Pain because even though I was supported in exploring my beliefs, there were some instances in which I still experienced anti-intellectualism which shamed me for my natural approach to God. Pain because while moderates were welcomed, my theology has continued to subtly change in ways that now make me question certain approaches to ministry. Pain because as a leader I actively participated in the marginalization of LGBT Christians because I was afraid to admit my own theological uncertainties and risk losing my leadership position—a choice I now see as cowardly and selfish. Pain because I cared so much about pleasing others that I “heard from God” in ways that I now don’t believe were authentic—making it harder to know how to listen to God (vs. myself, peers, or authority figures) today.
Perhaps most of all, pain because despite certain ways in which I had changed, I still saw my time in InterVarsity as overwhelmingly positive and thought I could contribute positively to staff. But broad theological agreement was not enough to be welcomed back. Suddenly I, who had been practically groomed to join staff while a student, was shut out because I felt uncomfortable with contact evangelism and because I would much rather support a gay student in joining an open & affirming church than see them abandon their faith. (And yes, the former was as important as the latter—in the case of the region overseeing Texas, it was determined I was not a good fit before we even got to talk about sexuality.)

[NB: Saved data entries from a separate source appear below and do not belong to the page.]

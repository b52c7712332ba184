//! # Control Plane Configuration
//!
//! Canonical configuration types for every component of the control plane.
//! Each section deserializes from TOML with per-field defaults, so a config file
//! only needs to name the values it overrides.
//!
//! Runtime types (durations, policies) are produced by the adapters in
//! [`circuit_breaker`] rather than stored here.

pub mod circuit_breaker;
pub mod loader;

pub use loader::{ConfigManager, CONFIG_PATH_ENV};

use std::collections::HashMap;

use serde::{Deserialize, Serialize};
use thiserror::Error;

/// Errors raised while loading or validating configuration
#[derive(Debug, Error)]
pub enum ConfigurationError {
    #[error("Configuration path not set: export {0}")]
    MissingPath(String),

    #[error("Failed to load configuration from '{path}': {reason}")]
    Load { path: String, reason: String },

    #[error("Invalid configuration value for '{field}': {reason}")]
    Validation { field: String, reason: String },
}

impl ConfigurationError {
    /// Create a validation error for a named field
    pub fn validation(field: impl Into<String>, reason: impl Into<String>) -> Self {
        Self::Validation {
            field: field.into(),
            reason: reason.into(),
        }
    }

    /// Create a load error for a path
    pub fn load(path: impl Into<String>, reason: impl Into<String>) -> Self {
        Self::Load {
            path: path.into(),
            reason: reason.into(),
        }
    }
}

/// Root configuration for the control plane
#[derive(Debug, Clone, Default, PartialEq, Serialize, Deserialize)]
#[serde(default)]
pub struct ControlPlaneConfig {
    pub retry: RetrySettings,
    pub circuit_breakers: CircuitBreakerConfig,
    pub degradation: DegradationSettings,
    pub learning: LearningSettings,
    pub drift: DriftSettings,
    pub assurance: AssuranceSettings,
}

impl ControlPlaneConfig {
    /// Validate cross-field constraints for every section
    pub fn validate(&self) -> Result<(), ConfigurationError> {
        self.retry.validate()?;
        self.circuit_breakers.validate()?;
        self.degradation.validate()?;
        self.learning.validate()?;
        self.drift.validate()?;
        self.assurance.validate()?;
        Ok(())
    }
}

/// Retry with exponential backoff
#[derive(Debug, Clone, PartialEq, Serialize, Deserialize)]
#[serde(default)]
pub struct RetrySettings {
    pub max_retries: u32,
    pub base_delay_ms: u64,
    pub max_delay_ms: u64,
    pub exponential_base: f64,
    /// Symmetric jitter as a fraction of the computed delay
    pub jitter_ratio: f64,
}

impl Default for RetrySettings {
    fn default() -> Self {
        Self {
            max_retries: 3,
            base_delay_ms: 1_000,
            max_delay_ms: 60_000,
            exponential_base: 2.0,
            jitter_ratio: 0.25,
        }
    }
}

impl RetrySettings {
    fn validate(&self) -> Result<(), ConfigurationError> {
        if self.exponential_base < 1.0 {
            return Err(ConfigurationError::validation(
                "retry.exponential_base",
                "must be >= 1.0",
            ));
        }
        if self.max_delay_ms < self.base_delay_ms {
            return Err(ConfigurationError::validation(
                "retry.max_delay_ms",
                "must be >= retry.base_delay_ms",
            ));
        }
        if !(0.0..1.0).contains(&self.jitter_ratio) {
            return Err(ConfigurationError::validation(
                "retry.jitter_ratio",
                "must be in [0.0, 1.0)",
            ));
        }
        Ok(())
    }
}

/// Per-component circuit breaker thresholds
#[derive(Debug, Clone, PartialEq, Serialize, Deserialize)]
#[serde(default)]
pub struct CircuitBreakerComponentConfig {
    pub failure_threshold: u32,
    pub recovery_timeout_seconds: u64,
    pub success_threshold: u32,
}

impl Default for CircuitBreakerComponentConfig {
    fn default() -> Self {
        Self {
            failure_threshold: 5,
            recovery_timeout_seconds: 60,
            success_threshold: 1,
        }
    }
}

/// Circuit breaker defaults plus overrides keyed by dependency name
#[derive(Debug, Clone, Default, PartialEq, Serialize, Deserialize)]
#[serde(default)]
pub struct CircuitBreakerConfig {
    pub default_config: CircuitBreakerComponentConfig,
    pub component_configs: HashMap<String, CircuitBreakerComponentConfig>,
}

impl CircuitBreakerConfig {
    /// Config for a dependency, falling back to the default
    pub fn config_for_component(&self, name: &str) -> &CircuitBreakerComponentConfig {
        self.component_configs
            .get(name)
            .unwrap_or(&self.default_config)
    }

    fn validate(&self) -> Result<(), ConfigurationError> {
        let all = std::iter::once(("default_config", &self.default_config)).chain(
            self.component_configs
                .iter()
                .map(|(name, config)| (name.as_str(), config)),
        );
        for (name, config) in all {
            if config.failure_threshold == 0 {
                return Err(ConfigurationError::validation(
                    format!("circuit_breakers.{name}.failure_threshold"),
                    "must be > 0",
                ));
            }
            if config.success_threshold == 0 {
                return Err(ConfigurationError::validation(
                    format!("circuit_breakers.{name}.success_threshold"),
                    "must be > 0",
                ));
            }
        }
        Ok(())
    }
}

/// Graceful degradation overrides
#[derive(Debug, Clone, PartialEq, Serialize, Deserialize)]
#[serde(default)]
pub struct DegradationSettings {
    /// Component name to minimum degradation level (0-4), merged over the built-in table
    pub component_levels: HashMap<String, u8>,
    /// Consecutive healthy checks required before the level resets to 0
    pub recovery_streak: u32,
}

impl Default for DegradationSettings {
    fn default() -> Self {
        Self {
            component_levels: HashMap::new(),
            recovery_streak: 5,
        }
    }
}

impl DegradationSettings {
    fn validate(&self) -> Result<(), ConfigurationError> {
        if let Some((name, level)) = self.component_levels.iter().find(|(_, level)| **level > 4) {
            return Err(ConfigurationError::validation(
                format!("degradation.component_levels.{name}"),
                format!("level {level} outside 0..=4"),
            ));
        }
        if self.recovery_streak == 0 {
            return Err(ConfigurationError::validation(
                "degradation.recovery_streak",
                "must be > 0",
            ));
        }
        Ok(())
    }
}

/// Tabular Q-learning parameters
#[derive(Debug, Clone, PartialEq, Serialize, Deserialize)]
#[serde(default)]
pub struct LearningSettings {
    pub learning_rate: f64,
    pub discount_factor: f64,
    pub epsilon: f64,
    /// Multiplicative decay applied per finished episode (1.0 disables decay)
    pub epsilon_decay: f64,
    pub min_epsilon: f64,
    /// Action key returned for states that have never been updated
    pub fallback_action: Option<String>,
    /// Seed for the exploration RNG; unset means entropy-seeded
    pub seed: Option<u64>,
    pub audit_log: bool,
    pub policy_path: Option<String>,
}

impl Default for LearningSettings {
    fn default() -> Self {
        Self {
            learning_rate: 0.1,
            discount_factor: 0.95,
            epsilon: 0.1,
            epsilon_decay: 1.0,
            min_epsilon: 0.01,
            fallback_action: None,
            seed: None,
            audit_log: false,
            policy_path: None,
        }
    }
}

impl LearningSettings {
    fn validate(&self) -> Result<(), ConfigurationError> {
        let unit = [
            ("learning.learning_rate", self.learning_rate),
            ("learning.discount_factor", self.discount_factor),
            ("learning.epsilon", self.epsilon),
            ("learning.epsilon_decay", self.epsilon_decay),
            ("learning.min_epsilon", self.min_epsilon),
        ];
        for (field, value) in unit {
            if !(0.0..=1.0).contains(&value) {
                return Err(ConfigurationError::validation(field, "must be in [0.0, 1.0]"));
            }
        }
        Ok(())
    }
}

/// Drift detection thresholds
#[derive(Debug, Clone, PartialEq, Serialize, Deserialize)]
#[serde(default)]
pub struct DriftSettings {
    pub histogram_bins: usize,
    pub mean_shift_threshold: f64,
    pub variance_ratio_min: f64,
    pub variance_ratio_max: f64,
    pub psi_threshold: f64,
    pub psi_high_threshold: f64,
    /// Escalate degradation through the `feature_drift` component on detected drift
    pub escalate_on_drift: bool,
}

impl Default for DriftSettings {
    fn default() -> Self {
        Self {
            histogram_bins: 10,
            mean_shift_threshold: 2.0,
            variance_ratio_min: 0.5,
            variance_ratio_max: 2.0,
            psi_threshold: 0.2,
            psi_high_threshold: 0.25,
            escalate_on_drift: true,
        }
    }
}

impl DriftSettings {
    fn validate(&self) -> Result<(), ConfigurationError> {
        if self.histogram_bins == 0 {
            return Err(ConfigurationError::validation(
                "drift.histogram_bins",
                "must be > 0",
            ));
        }
        if self.variance_ratio_min >= self.variance_ratio_max {
            return Err(ConfigurationError::validation(
                "drift.variance_ratio_min",
                "must be < drift.variance_ratio_max",
            ));
        }
        if self.psi_high_threshold < self.psi_threshold {
            return Err(ConfigurationError::validation(
                "drift.psi_high_threshold",
                "must be >= drift.psi_threshold",
            ));
        }
        Ok(())
    }
}

/// Assurance verification cadence
#[derive(Debug, Clone, PartialEq, Serialize, Deserialize)]
#[serde(default)]
pub struct AssuranceSettings {
    pub verification_interval_seconds: u64,
}

impl Default for AssuranceSettings {
    fn default() -> Self {
        Self {
            verification_interval_seconds: 300,
        }
    }
}

impl AssuranceSettings {
    fn validate(&self) -> Result<(), ConfigurationError> {
        if self.verification_interval_seconds == 0 {
            return Err(ConfigurationError::validation(
                "assurance.verification_interval_seconds",
                "must be > 0",
            ));
        }
        Ok(())
    }
}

I know InterVarsity was so great for me in so many ways and so wonderful for so many friends. Yet now, having been rejected, I don’t feel I can logically give money to support its work—despite all it does to help evangelicals think about issues like women in ministry, ethnic reconciliation, and social justice. It is now awkward to talk with IV alumni who remember me as “majoring” in InterVarsity and complicated to explain why my feelings toward it are now so complex. Worst of all, I had made InterVarsity out in my mind to be the corner of evangelicalism in which I fit. For the past year, I have felt without a place to call home. Just a few months after writing, “Why I’m Still Evangelical” for a progressive Christian blog, I was forced to ask, “What is the point?” If now Fuller is the only circle of evangelicalism to which I still feel connected, does that even count? If I no longer have any evangelical contexts in which I would be eligible for ministry, how is it a useful label for me?
Transition is hard. Redefinition is hard. I still haven’t figured out where I fit. I haven’t figured out if I have any reason left to pursue ministry of any sort or if I was misguided to begin with. I haven’t figured out what to think of seminary “ruining” me for usefulness in the context that formed me. I haven’t figured out how to grieve. I’m trying to at least share a piece of my story here— in hopes that it is healing for me or helpful for someone else.